Your inner ear, mouth, and nose are connected as a way to equalize air pressure; otherwise severe air pressure differences (e.g. ascending in a high-speed elevator or plane) will cause extreme pain or even rupture the thin eardrum.
When you open your mouth widely (or learn to flex specific jaw muscles), eardrum mechanism “disconnects” to equalize pressures safely.
When you yawn, your ears can feel funny because of something called the Eustachian tubes. These tubes help equalize the pressure in your ears, like when you’re on a plane and your ears pop. When you yawn, those tubes open up, and that can change the air pressure inside your ears for a moment.

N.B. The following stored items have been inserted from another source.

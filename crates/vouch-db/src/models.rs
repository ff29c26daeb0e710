//! Database row types, these map directly to SQLite rows.
//! Converted into vouch-types models at the crate boundary.
use anyhow::{Result, anyhow};
use chrono::{DateTime, Utc};
use rusqlite::Row;

use vouch_types::{PartyRef, Verification, VerificationGroup, VerificationStatus};

pub struct VerificationRow {
    pub id: i64,
    pub sender_id: i64,
    pub sender_type: String,
    pub recipient_id: i64,
    pub recipient_type: String,
    pub message: Option<String>,
    pub status: String,
    pub group_slug: Option<String>,
    pub created_at: String,
    pub updated_at: String,
}

impl VerificationRow {
    /// Column list matching [`VerificationRow::from_row`], qualified with alias `v`.
    pub const COLUMNS: &'static str = "v.id, v.sender_id, v.sender_type, v.recipient_id, v.recipient_type, \
         v.message, v.status, v.group_slug, v.created_at, v.updated_at";

    pub fn from_row(row: &Row<'_>) -> rusqlite::Result<Self> {
        Ok(Self {
            id: row.get(0)?,
            sender_id: row.get(1)?,
            sender_type: row.get(2)?,
            recipient_id: row.get(3)?,
            recipient_type: row.get(4)?,
            message: row.get(5)?,
            status: row.get(6)?,
            group_slug: row.get(7)?,
            created_at: row.get(8)?,
            updated_at: row.get(9)?,
        })
    }

    pub fn into_model(self) -> Result<Verification> {
        let status = self
            .status
            .parse::<VerificationStatus>()
            .map_err(|e| anyhow!("verification {}: {}", self.id, e))?;

        Ok(Verification {
            id: self.id,
            sender: PartyRef::new(self.sender_type, self.sender_id),
            recipient: PartyRef::new(self.recipient_type, self.recipient_id),
            message: self.message,
            status,
            group_slug: self.group_slug,
            created_at: parse_timestamp(&self.created_at)?,
            updated_at: parse_timestamp(&self.updated_at)?,
        })
    }
}

pub struct VerificationGroupRow {
    pub id: i64,
    pub verification_id: i64,
    pub group_id: i64,
    pub verifier_id: i64,
    pub verifier_type: String,
    pub created_at: String,
    pub updated_at: String,
}

impl VerificationGroupRow {
    pub const COLUMNS: &'static str = "g.id, g.verification_id, g.group_id, g.verifier_id, g.verifier_type, \
         g.created_at, g.updated_at";

    pub fn from_row(row: &Row<'_>) -> rusqlite::Result<Self> {
        Ok(Self {
            id: row.get(0)?,
            verification_id: row.get(1)?,
            group_id: row.get(2)?,
            verifier_id: row.get(3)?,
            verifier_type: row.get(4)?,
            created_at: row.get(5)?,
            updated_at: row.get(6)?,
        })
    }

    pub fn into_model(self) -> Result<VerificationGroup> {
        Ok(VerificationGroup {
            id: self.id,
            verification_id: self.verification_id,
            group_id: self.group_id,
            verifier: PartyRef::new(self.verifier_type, self.verifier_id),
            created_at: parse_timestamp(&self.created_at)?,
            updated_at: parse_timestamp(&self.updated_at)?,
        })
    }
}

/// Timestamps are written as fixed-width RFC 3339 so they sort as text.
pub fn timestamp_now() -> String {
    format_timestamp(Utc::now())
}

pub fn format_timestamp(at: DateTime<Utc>) -> String {
    at.to_rfc3339_opts(chrono::SecondsFormat::Micros, true)
}

fn parse_timestamp(raw: &str) -> Result<DateTime<Utc>> {
    DateTime::parse_from_rfc3339(raw)
        .map(|dt| dt.with_timezone(&Utc))
        .map_err(|e| anyhow!("bad timestamp {:?}: {}", raw, e))
}

#[cfg(test)]
mod tests {
    use super::*;

    #[test]
    fn timestamps_roundtrip_and_sort_as_text() {
        let a = timestamp_now();
        let b = timestamp_now();
        assert!(a <= b);
        assert_eq!(a.len(), b.len());
        assert!(parse_timestamp(&a).is_ok());
        assert!(parse_timestamp("yesterday").is_err());

        let parsed = parse_timestamp(&a).unwrap();
        assert_eq!(format_timestamp(parsed), a);
    }

    #[test]
    fn unknown_status_is_an_error() {
        let row = VerificationRow {
            id: 1,
            sender_id: 1,
            sender_type: "user".into(),
            recipient_id: 2,
            recipient_type: "user".into(),
            message: None,
            status: "revoked".into(),
            group_slug: None,
            created_at: timestamp_now(),
            updated_at: timestamp_now(),
        };
        assert!(row.into_model().is_err());
    }
}
use serde::{Deserialize, Serialize};

use crate::models::PartyRef;

/// Lifecycle signals emitted by the verification store.
///
/// Every variant carries (initiator, counterparty). Delivery is up to the host.
#[derive(Debug, Clone, PartialEq, Eq, Serialize, Deserialize)]
#[serde(tag = "type", content = "data")]
pub enum VerificationEvent {
    /// A new verification request was created
    Sent { sender: PartyRef, recipient: PartyRef },

    /// The recipient accepted a request
    Accepted { recipient: PartyRef, sender: PartyRef },

    /// The recipient denied a request
    Denied { recipient: PartyRef, sender: PartyRef },

    /// A verification was removed by one of its parties
    Cancelled { actor: PartyRef, recipient: PartyRef },
}

impl VerificationEvent {
    pub fn name(&self) -> &'static str {
        match self {
            Self::Sent { .. } => "verification.sent",
            Self::Accepted { .. } => "verification.accepted",
            Self::Denied { .. } => "verification.denied",
            Self::Cancelled { .. } => "verification.cancelled",
        }
    }

    pub fn initiator(&self) -> &PartyRef {
        match self {
            Self::Sent { sender, .. } => sender,
            Self::Accepted { recipient, .. } | Self::Denied { recipient, .. } => recipient,
            Self::Cancelled { actor, .. } => actor,
        }
    }

    pub fn counterparty(&self) -> &PartyRef {
        match self {
            Self::Sent { recipient, .. } | Self::Cancelled { recipient, .. } => recipient,
            Self::Accepted { sender, .. } | Self::Denied { sender, .. } => sender,
        }
    }
}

This pressure change can make sounds seem quieter or even muffled, kind of like when you cover your ears.
In addition to what’s others say, there’s a muscle that gets stretched during yawning called the Tensor tympani. This muscle is what pulls on the eardrum to keep it taught and micro adjustments help with fine tuning hearing (some people can actually flex this muscle which causes the “ear rumbles”).
When the tension of the eardrum changes, its ability to transmit sound through the hearing bits of your head (a series of bones and a special “hearing organ” called the cochlea) also changes, and big changes away from your normal make hearing worse.